当进程无限运行后,load_avg总是无限接近进程权重值(load.weight)
对调度实体来说load_sum=runnable_load_sum, load_avg=runnable_load_avg
对于CFS调度队列来说
load_sum = 整个队列负载 * 整个队列权重
2. 调度实体/CFS队列负载更新
每个调度实体负载更新的时机:
1. 从阻塞状态到runnable状态(入队列)
2. 从running状态到runnable状态(入队列)
3. 从runnable状态到running状态(出队列,CPU运行)
4. 从runable状态到阻塞状态(出队列)
总结: 入队列和出队列更新调度实体负载/CFS负载
进程负载更新函数为update_load_avg,
static inline void update_load_avg(struct cfs_rq *cfs_rq, struct sched_entity *se, int flags)
{
u64 now = cfs_rq_clock_pelt(cfs_rq);
/*更新调度实体负载 */
if (se->avg.last_update_time && !(flags & SKIP_AGE_LOAD))

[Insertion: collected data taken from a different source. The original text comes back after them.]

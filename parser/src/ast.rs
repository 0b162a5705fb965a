//! Abstract Syntax Tree types for logic programs.
//!
//! Nodes are plain values: rewriting a node means building a new one.
//! Canonical text for every node lives in `render.rs`.

use metalp_core::{Signature, Symbol};

/// Source location for error reporting.
#[derive(Debug, Clone, Copy, PartialEq, Eq, Default)]
pub struct Span {
    pub start: usize,
    pub end: usize,
    pub line: usize,
    pub column: usize,
}

impl Span {
    pub fn new(start: usize, end: usize, line: usize, column: usize) -> Self {
        Self {
            start,
            end,
            line,
            column,
        }
    }
}

/// A top-level statement of a program.
#[derive(Debug, Clone, PartialEq)]
pub enum Statement {
    Rule(Rule),
    Comment(Comment),
    Directive(Directive),
    Theory(TheoryDefinition),
}

/// Coarse classification of a statement.
#[derive(Debug, Clone, Copy, PartialEq, Eq)]
pub enum NodeKind {
    Rule,
    Fact,
    Constraint,
    Comment,
    Directive,
    TheoryDeclaration,
}

impl Statement {
    pub fn span(&self) -> Span {
        match self {
            Statement::Rule(r) => r.span,
            Statement::Comment(c) => c.span,
            Statement::Directive(d) => d.span(),
            Statement::Theory(t) => t.span,
        }
    }

    pub fn kind(&self) -> NodeKind {
        match self {
            Statement::Rule(r) if r.is_fact() => NodeKind::Fact,
            Statement::Rule(r) if r.is_constraint() => NodeKind::Constraint,
            Statement::Rule(_) => NodeKind::Rule,
            Statement::Comment(_) => NodeKind::Comment,
            Statement::Directive(_) => NodeKind::Directive,
            Statement::Theory(_) => NodeKind::TheoryDeclaration,
        }
    }
}
//! The meta-fact vocabulary.

use std::fmt;

use metalp_core::Symbol;
use metalp_ground::TruthValue;

#[derive(Debug, Clone, Copy, PartialEq, Eq)]
pub enum RuleHead {
    /// `disjunction(T)`; an empty tuple for integrity constraints.
    Disjunction(u32),
    /// `choice(T)`
    Choice(u32),
}

#[derive(Debug, Clone, Copy, PartialEq, Eq)]
pub enum RuleBody {
    /// `normal(T)` over a literal tuple.
    Normal(u32),
    /// `sum(T,G)` over a weighted literal tuple with lower bound `G`.
    Sum { tuple: u32, lower: i64 },
}

#[derive(Debug, Clone, Copy, PartialEq, Eq, Hash)]
pub enum SequenceType {
    Tuple,
    List,
    Set,
}

impl SequenceType {
    pub fn name(&self) -> &'static str {
        match self {
            SequenceType::Tuple => "tuple",
            SequenceType::List => "list",
            SequenceType::Set => "set",
        }
    }
}

/// One record of the reified program.
///
/// Tuple, theory term and theory element identifiers share one numbering;
/// atom identifiers are the grounder's.
#[derive(Debug, Clone, PartialEq)]
pub enum MetaFact {
    AtomTuple(u32),
    AtomTupleAtom { tuple: u32, atom: u32 },
    LiteralTuple(u32),
    LiteralTupleLiteral { tuple: u32, literal: i32 },
    WeightedLiteralTuple(u32),
    WeightedLiteralTupleLiteral { tuple: u32, literal: i32, weight: i64 },
    Rule { head: RuleHead, body: RuleBody },
    Output { symbol: Symbol, tuple: u32 },
    External { atom: u32, value: TruthValue },
    TheoryNumber { term: u32, number: i64 },
    TheoryString { term: u32, name: String },
    TheoryFunction { term: u32, name: u32, args: u32 },
    TheorySequence { term: u32, kind: SequenceType, args: u32 },
    TheoryTuple(u32),
    TheoryTupleTerm { tuple: u32, position: usize, term: u32 },
    TheoryElement { element: u32, terms: u32, condition: u32 },
    TheoryElementTuple(u32),
    TheoryElementTupleElement { tuple: u32, element: u32 },
    TheoryAtom { atom: u32, term: u32, elements: u32 },
    TheoryGuardedAtom { atom: u32, term: u32, elements: u32, operator: u32, guard: u32 },
    /// Ground symbol of a theory term, added after reification.
    TheorySymbol { id: u32, symbol: Symbol },
}

fn num(n: impl Into<i64>) -> Symbol {
    Symbol::number(n.into())
}

impl MetaFact {
    /// The fact as a ground atom.
    pub fn to_symbol(&self) -> Symbol {
        let (name, args) = match self {
            MetaFact::AtomTuple(t) => ("atom_tuple", vec![num(*t)]),
            MetaFact::AtomTupleAtom { tuple, atom } => ("atom_tuple", vec![num(*tuple), num(*atom)]),
            MetaFact::LiteralTuple(t) => ("literal_tuple", vec![num(*t)]),
            MetaFact::LiteralTupleLiteral { tuple, literal } => {
                ("literal_tuple", vec![num(*tuple), num(*literal)])
            }
            MetaFact::WeightedLiteralTuple(t) => ("weighted_literal_tuple", vec![num(*t)]),
            MetaFact::WeightedLiteralTupleLiteral {
                tuple,
                literal,
                weight,
            } => (
                "weighted_literal_tuple",
                vec![num(*tuple), num(*literal), num(*weight)],
            ),
            MetaFact::Rule { head, body } => {
                let head = match head {
                    RuleHead::Disjunction(t) => Symbol::function("disjunction", vec![num(*t)]),
                    RuleHead::Choice(t) => Symbol::function("choice", vec![num(*t)]),
                };
                let body = match body {
                    RuleBody::Normal(t) => Symbol::function("normal", vec![num(*t)]),
                    RuleBody::Sum { tuple, lower } => {
                        Symbol::function("sum", vec![num(*tuple), num(*lower)])
                    }
                };
                ("rule", vec![head, body])
            }
            MetaFact::Output { symbol, tuple } => ("output", vec![symbol.clone(), num(*tuple)]),
            MetaFact::External { atom, value } => {
                ("external", vec![num(*atom), Symbol::constant(value.name())])
            }
            MetaFact::TheoryNumber { term, number } => {
                ("theory_number", vec![num(*term), num(*number)])
            }
            MetaFact::TheoryString { term, name } => {
                ("theory_string", vec![num(*term), Symbol::string(name.clone())])
            }
            MetaFact::TheoryFunction { term, name, args } => {
                ("theory_function", vec![num(*term), num(*name), num(*args)])
            }
            MetaFact::TheorySequence { term, kind, args } => (
                "theory_sequence",
                vec![num(*term), Symbol::constant(kind.name()), num(*args)],
            ),
            MetaFact::TheoryTuple(t) => ("theory_tuple", vec![num(*t)]),
            MetaFact::TheoryTupleTerm {
                tuple,
                position,
                term,
            } => (
                "theory_tuple",
                vec![num(*tuple), Symbol::number(*position as i64), num(*term)],
            ),
            MetaFact::TheoryElement {
                element,
                terms,
                condition,
            } => (
                "theory_element",
                vec![num(*element), num(*terms), num(*condition)],
            ),
            MetaFact::TheoryElementTuple(t) => ("theory_element_tuple", vec![num(*t)]),
            MetaFact::TheoryElementTupleElement { tuple, element } => {
                ("theory_element_tuple", vec![num(*tuple), num(*element)])
            }
            MetaFact::TheoryAtom {
                atom,
                term,
                elements,
            } => ("theory_atom", vec![num(*atom), num(*term), num(*elements)]),
            MetaFact::TheoryGuardedAtom {
                atom,
                term,
                elements,
                operator,
                guard,
            } => (
                "theory_atom",
                vec![
                    num(*atom),
                    num(*term),
                    num(*elements),
                    num(*operator),
                    num(*guard),
                ],
            ),
            MetaFact::TheorySymbol { id, symbol } => {
                ("theory_symbol", vec![num(*id), symbol.clone()])
            }
        };
        Symbol::function(name, args)
    }

    /// Largest surrogate identifier the fact defines or references.
    ///
    /// Literals count by their atom, weights and numbers not at all.
    pub fn max_id(&self) -> u32 {
        match self {
            MetaFact::AtomTuple(t)
            | MetaFact::LiteralTuple(t)
            | MetaFact::WeightedLiteralTuple(t)
            | MetaFact::TheoryTuple(t)
            | MetaFact::TheoryElementTuple(t) => *t,
            MetaFact::AtomTupleAtom { tuple, atom } => (*tuple).max(*atom),
            MetaFact::LiteralTupleLiteral { tuple, literal }
            | MetaFact::WeightedLiteralTupleLiteral { tuple, literal, .. } => {
                (*tuple).max(literal.unsigned_abs())
            }
            MetaFact::Rule { head, body } => {
                let head = match head {
                    RuleHead::Disjunction(t) | RuleHead::Choice(t) => *t,
                };
                let body = match body {
                    RuleBody::Normal(t) | RuleBody::Sum { tuple: t, .. } => *t,
                };
                head.max(body)
            }
            MetaFact::Output { tuple, .. } => *tuple,
            MetaFact::External { atom, .. } => *atom,
            MetaFact::TheoryNumber { term, .. } | MetaFact::TheoryString { term, .. } => *term,
            MetaFact::TheoryFunction { term, name, args } => (*term).max(*name).max(*args),
            MetaFact::TheorySequence { term, args, .. } => (*term).max(*args),
            MetaFact::TheoryTupleTerm { tuple, term, .. } => (*tuple).max(*term),
            MetaFact::TheoryElement {
                element,
                terms,
                condition,
            } => (*element).max(*terms).max(*condition),
            MetaFact::TheoryElementTupleElement { tuple, element } => (*tuple).max(*element),
            MetaFact::TheoryAtom {
                atom,
                term,
                elements,
            } => (*atom).max(*term).max(*elements),
            MetaFact::TheoryGuardedAtom {
                atom,
                term,
                elements,
                operator,
                guard,
            } => (*atom).max(*term).max(*elements).max(*operator).max(*guard),
            MetaFact::TheorySymbol { id, .. } => *id,
        }
    }
}

impl fmt::Display for MetaFact {
    fn fmt(&self, f: &mut fmt::Formatter<'_>) -> fmt::Result {
        write!(f, "{}", self.to_symbol())
    }
}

__update_load_avg_se(now, cfs_rq, se);
/* 更新CFS队列负载*/
decayed = update_cfs_rq_load_avg(now, cfs_rq);
}
2.1 调度实体负载更新
int __update_load_avg_se(u64 now, struct cfs_rq *cfs_rq, struct sched_entity *se)
{
/*更新load_sun和runnable_load_sun */
if (___update_load_sum(now, &se->avg, !!se->on_rq, !!se->on_rq,
cfs_rq->curr == se)) {
/*更新平均负载load_avg和runnable_load_avg *
___update_load_avg(&se->avg, se_weight(se), se_runnable(se));
return 1;
}
return 0;
}
其中__update_load_sum根据PELT算法计算调度实体负载,从传的参数也可以看出,
对于调度实体load=runnable = !!se->on_rq,非0即1
而平均负载的计算,传了se的weight和runnable weight,对于线程调度实体,weight==runnable weight
static __always_inline void
___update_load_avg(struct sched_avg *sa, unsigned long load, unsigned long runnable)
{
u32 divider = LOAD_AVG_MAX - 1024 + sa->period_contrib;/* 根据PELT计算的最大负载值*/
/* 计算平均负载*/
sa->load_avg = div_u64(load * sa->load_sum, divider);
sa->runnable_load_avg = div_u64(runnable * sa->runnable_load_sum, divider);
WRITE_ONCE(sa->util_avg, sa->util_sum / divider);
}
2.2 CFS 队列负载更新
/* 实际上跟调度实体调用函数一样,只是参数有差别*/
int __update_load_avg_cfs_rq(u64 now, struct cfs_rq *cfs_rq)
{
if (___update_load_sum(now, &cfs_rq->avg,
scale_load_down(cfs_rq->load.weight),
scale_load_down(cfs_rq->runnable_weight),
cfs_rq->curr != NULL)) {
___update_load_avg(&cfs_rq->avg, 1, 1);
trace_pelt_cfs_tp(cfs_rq);
return 1;
}
return 0;
}
3. 调度实体入队列/出队列对CFS队列负载的影响
3.1 调度实体加入CFS队列时
static void
enqueue_entity(struct cfs_rq *cfs_rq, struct sched_entity *se, int flags)
{
/*更新调度实体虚拟时间和min_vruntime */
update_curr(cfs_rq);
/* 先更新se负载*/
update_load_avg(cfs_rq, se, UPDATE_TG | DO_ATTACH);
/* 把se 的runnable load_sum加到CFS队列的runnable_load_sum*/
enqueue_runnable_load_avg(cfs_rq, se);
/* 把se的权重load.weight加到CFS队列的总权重*/
account_entity_enqueue(cfs_rq, se);
if (!curr)
__enqueue_entity(cfs_rq, se);/*加如运行队列红黑数 */
se->on_rq = 1;/* 标记入在runnable队列上*/
}
3.2 调度实体出队列
static void
dequeue_entity(struct cfs_rq *cfs_rq, struct sched_entity *se, int flags)
{
/*
更新虚拟时间和min_vruntime
*/
update_curr(cfs_rq);
/*更新调度实体和CFS负载 */
update_load_avg(cfs_rq, se, UPDATE_TG);
/*减去se的runable负载 */
dequeue_runnable_load_avg(cfs_rq, se);
/*标记se没有在运行队列 */
se->on_rq = 0;
/*减去se的权重load.weight */
account_entity_dequeue(cfs_rq, se);
}
4. 负载更新函数
/* 更新se的load_sum和load_avg*/
int __update_load_avg_se(u64 now, struct cfs_rq *cfs_rq, struct sched_entity *se)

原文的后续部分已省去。